In the 1980’s, Kathy, Sarah, Mike and I all went to Nicaragua during the Contra War. One would think that a war zone would not represent HOPE, but it did for us.

In the States we worked with the poor, the homeless, the battered, and the outcasts. These folks were taught by our U.S. society that they lived as they did due to their own bad choices…not as a result of our society’s priorities.

In Nicaragua, the people had had a revolution and had overthrown a dynasty of dictators and were now in charge of their own destinies. With the Nicaraguan citizens actively participating, the government back then was filled with HOPE for a better future. Investments in education and health care were reaching people in the most remote areas. Land reform was giving landless peasants swaths of earth on which to grow food for themselves and for others who were hungry. Local leaders in communities were given authority and resources to make real changes in their communities. It was a land of endless possibilities. HOPE was high.

Then the United States, with the help of exiled, wealthy Nicaraguans killed the HOPE as they killed Nicaraguans working for change. The CIA Handbook for the opposition…the Contras…instructed them in how to destroy the nation’s infrastructure….and how to target nurses, doctors, teachers, community leaders, etc.…and torture and murder them. Amidst all the death and fear, HOPE was slowly choked to death.

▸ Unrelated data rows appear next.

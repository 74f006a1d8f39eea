// crates/contract-graph-core/tests/store.rs
// ============================================================================
// Module: In-Memory Store Tests
// Description: Tests for the in-memory registry and graph store.
// Purpose: Validate revision checks and path-keyed commit semantics.
// Dependencies: contract-graph-core
// ============================================================================
//! ## Overview
//! Ensures the in-memory graph store behaves like a production store: commits
//! are keyed by source path and rejected when the expected revision is stale.

#![allow(
    clippy::panic,
    clippy::unwrap_used,
    clippy::expect_used,
    clippy::use_debug,
    clippy::missing_docs_in_private_items,
    reason = "Test-only output and panic-based assertions are permitted."
)]

mod common;

use common::contract;
use common::module;
use contract_graph_core::ContractRegistry;
use contract_graph_core::FilePath;
use contract_graph_core::GraphCommit;
use contract_graph_core::GraphRevision;
use contract_graph_core::GraphStore;
use contract_graph_core::GraphStoreError;
use contract_graph_core::InMemoryContractRegistry;
use contract_graph_core::InMemoryGraphStore;
use contract_graph_core::ModuleId;

/// Verifies the revision is independent of insertion order.
#[test]
fn revision_ignores_insertion_order() {
    let a = module("/a.yml", "A", &[], &[]);
    let b = module("/b.yml", "B", &[], &[]);

    let forward = InMemoryGraphStore::with_modules(vec![a.clone(), b.clone()]);
    let backward = InMemoryGraphStore::with_modules(vec![b, a]);

    assert_eq!(
        forward.snapshot().unwrap().revision(),
        backward.snapshot().unwrap().revision()
    );
}

/// Verifies commits replace modules by source path and move the revision.
#[test]
fn commit_upserts_by_source_path() {
    let store = InMemoryGraphStore::with_modules(vec![
        module("/a.yml", "A", &[("p", "fn")], &[]),
        module("/b.yml", "B", &[], &[]),
    ]);
    let before = store.snapshot().unwrap();

    let revision = store
        .commit(&GraphCommit {
            expected_revision: before.revision().clone(),
            upserts: vec![module("/a.yml", "Renamed", &[], &[])],
            removals: vec![FilePath::new("/b.yml")],
        })
        .unwrap();

    let after = store.snapshot().unwrap();
    assert_eq!(after.revision(), &revision);
    assert_ne!(before.revision(), &revision);
    assert_eq!(after.modules().len(), 1);
    assert_eq!(
        store.module_id_by_path(&FilePath::new("/a.yml")).unwrap(),
        Some(ModuleId::new("Renamed"))
    );
    assert!(store.get_module(&ModuleId::new("A")).unwrap().is_none());
}

/// Verifies a commit against a stale revision leaves the store untouched.
#[test]
fn stale_commit_is_rejected() {
    let store = InMemoryGraphStore::with_modules(vec![module("/a.yml", "A", &[], &[])]);

    let err = store
        .commit(&GraphCommit {
            expected_revision: GraphRevision::new("stale"),
            upserts: Vec::new(),
            removals: vec![FilePath::new("/a.yml")],
        })
        .unwrap_err();

    assert!(matches!(err, GraphStoreError::StaleRevision { .. }));
    assert_eq!(store.list_modules().unwrap().len(), 1);
}

/// Verifies registry upserts replace by path and removals report presence.
#[test]
fn registry_upsert_and_remove() {
    let registry = InMemoryContractRegistry::new(vec![contract("/a.yml", "A", &[])]);

    registry.upsert(contract("/a.yml", "A2", &[])).unwrap();
    registry.upsert(contract("/b.yml", "B", &[])).unwrap();
    let ids: Vec<_> = registry
        .list_contracts()
        .unwrap()
        .into_iter()
        .map(|file| file.content.id.to_string())
        .collect();
    assert_eq!(ids, vec!["A2", "B"]);

    assert!(registry.remove(&FilePath::new("/a.yml")).unwrap());
    assert!(!registry.remove(&FilePath::new("/a.yml")).unwrap());
}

This process has happened all over Latin America, when the people actually get control of their own governments. They make changes towards socialism and the lifting up of the poor, then the U.S. with the wealthy of that nation join together to kill HOPE. The best way to break anyone is to take away their HOPE. Torturers know this. Taking away HOPE is much more effective than pain.

Political leaders know how powerful HOPE is. Pres. Obama used HOPE to ignite the Afro-American population of the United States; while Pres. Trump has used HOPE to ignite the White Supremacy Movement. Both embodied the HOPE that there would be change…HOPE is powerful.

The four Sundays of Advent highlight the four things people need to not only survive but flourish: HOPE, peace, joy and love.

HOPE helps us get up in the mornings…otherwise we stay in bed wasting away in our misery. Depressed people struggle to feel HOPE.

HOPE helps us to continue to work…hopefully for the good of our world. If we have no HOPE, then why bother?

HOPE helps us see the light at the end of the tunnel. If we have no HOPE, we can wander aimlessly.

So where do we find HOPE, when life feels so hard?

This is hard for me. I struggle with depression and struggle with HOPE. But when I look around, I see HOPE everywhere…

In Mike, who picks up his phone EVERY. SINGLE. TIME. it rings to talk to buyers, farmers, and the organic agriculture cooperative in hopes of making this year’s crops profitable for the farmers.

In a family member who struggles with mental illness but still struggles to get in control.

In my 91- year old mother, who tries her best to enjoy life to its fullest even though she is losing more and more of her hearing and eyesight while being stranded in our home.

In the passion of the youth to demonstrate and protest for racial justice and climate change.  

In the staff of the clinic, who work hard to kindly meet the needs of the patients even when the patients grump and grouse.

In the farmers, who year-after-year continue to plant while climate change messes with their crops over-and-over again.

And in the poor, who do NOT lie in bed and curl up in a ball and die.

Maybe I’m confusing stubbornness with HOPE or maybe the two are connected. We won’t give up. We won’t. Is it HOPE or stubbornness? Or does the stubbornness feed the HOPE, or is it vice versa?

You decide. Whichever it is, stubbornly hang on to that HOPE or all is lost. The torturer wins.